Effect of TTR stabilisers on strain values derived by echocardiography in patients with wild type ATTR Amyloidosis

Introduction
Transthyretin stabilisers are the only established therapy for patients with TTR amyloidosis and cardiac involvement and have demonstrated to slow disease progression. However, evaluation of therapy response and estimation of prognosis remains a field of further research.

Methods
We retrospectively analysed a cohort of consecutive patients presented at out institution from 2021 to 2024 with confirmed cardiac wtATTR-cardiomyopathy (wtATTR-CM) regarding their echocardiographic response after initiation of TTR-stabilizer (Tafamidis 61mg once daily) therapy. All patients received transthoracic echocardiography before and 6 months after therapy initiation. LA, RA, LV and RV strain values were retrospectively measured using TOMTEC arena auto strain feature (TOMTEC build 559920) by an experienced investigator in a blinded fashion. The R-gated method was used for all parameters. Background therapy was stable for all patients.

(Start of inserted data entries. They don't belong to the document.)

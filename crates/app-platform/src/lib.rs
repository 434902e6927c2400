//! Host-platform collaborators for htracker
//!
//! The shell treats the host platform as an external boundary: system-bar
//! styling and hardware back delivery are invoked as side effects, never
//! modeled inside routing state. This crate defines those seams as traits so
//! the shell stays host-agnostic and fully testable off-device.

#![warn(missing_docs)]
#![warn(clippy::all)]

use serde::{Deserialize, Serialize};
use thiserror::Error;

/// Platform errors
#[derive(Debug, Error)]
pub enum PlatformError {
    /// The host rejected a system-bar styling call
    #[error("system bar styling unsupported: {0}")]
    Unsupported(String),
}

/// A system-bar styling call, recorded for inspection in tests
#[derive(Debug, Clone, PartialEq, Eq, Serialize, Deserialize)]
#[serde(tag = "bar", content = "color", rename_all = "snake_case")]
pub enum BarCall {
    /// Status bar recolored
    StatusBar(String),
    /// Navigation bar recolored
    NavigationBar(String),
    /// Both bars recolored at once
    SystemBars(String),
}

/// Host hook for recoloring the system bars
///
/// Applied as a navigation side effect once a transition commits (the
/// Splash -> Today edge recolors all bars to the theme primary).
pub trait SystemBarStyler {
    /// Set the status bar color
    fn set_status_bar_color(&mut self, color: &str);

    /// Set the navigation bar color
    fn set_navigation_bar_color(&mut self, color: &str);

    /// Set both system bars at once
    fn set_system_bars_color(&mut self, color: &str);
}

/// Styler that records every call; used by tests and the demo binary
#[derive(Debug, Default)]
pub struct RecordingSystemBars {
    calls: Vec<BarCall>,
}

impl RecordingSystemBars {
    /// Create an empty recorder
    pub fn new() -> Self {
        Self::default()
    }

    /// All styling calls in the order they were made
    pub fn calls(&self) -> &[BarCall] {
        &self.calls
    }
}

impl SystemBarStyler for RecordingSystemBars {
    fn set_status_bar_color(&mut self, color: &str) {
        tracing::debug!(color, "status bar recolored");
        self.calls.push(BarCall::StatusBar(color.to_string()));
    }

    fn set_navigation_bar_color(&mut self, color: &str) {
        tracing::debug!(color, "navigation bar recolored");
        self.calls.push(BarCall::NavigationBar(color.to_string()));
    }

    fn set_system_bars_color(&mut self, color: &str) {
        tracing::debug!(color, "system bars recolored");
        self.calls.push(BarCall::SystemBars(color.to_string()));
    }
}

/// Styler that ignores every call; for hosts without stylable bars
#[derive(Debug, Default, Clone, Copy)]
pub struct NoopSystemBars;

impl SystemBarStyler for NoopSystemBars {
    fn set_status_bar_color(&mut self, _color: &str) {}
    fn set_navigation_bar_color(&mut self, _color: &str) {}
    fn set_system_bars_color(&mut self, _color: &str) {}
}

Between group differences were calculated using Mann-Whitney-U test or Wilcoxon rank sum test if applicable.

Results
We identified 45 patients (80% male, mean age 78,1 years) who fulfilled the inclusion criteria and had adequate image quality to perform a full evaluation (6 patients were excluded due to image quality). The second investigation was performed after a median of 194 days of TTR-stabilizer therapy. All patients had decreased strain values for all cardiac chambers compared to healthy adults and referencs values. There were stable measurements at follow-up for LV global longitudinal strain (GLS) (-10.35% vs. -10.13%, p > 0.05). Strain parameters of right ventricular function increased slightly for right ventricular free wall strain (RVFWS: -12.3% vs. – 13.6, p< 0.05) and remained stable for right ventricular longitudinal strain (RVLS: -9,8% vs. -9,7%, p >0.05). Left atrial reservoir strain (LASr: 8.4% vs. 9.6%, p< 0.05) improved significantly . Right atrial reservoir strain improved numerically but did not achieve clinical significance (RASr: 9.1% vs. 9.8%, p>0.05). There was a positive correlation between decrease in NT-proBNP and improvement of presumably load-dependent strain values (LASr and RASr) whereas this could not be demonstrated for GLS, suggesting a biomarker equivalent of therapy response. Presence of atrial fibrillation showed numerically more often deterioration in strain values than patients with sinus rhythm.

Conclusion
As previously reported there was no improvement in left ventricular global longitudinal strain und TTR-stabilizer therapy. However, more load depended strain parameters for the left and right atrium as well as the right ventricle showed short-term improvements suggesting therapy response. Further research to investigate whether this short-term response can be correlated to improved long-term clinical outcomes is warranted.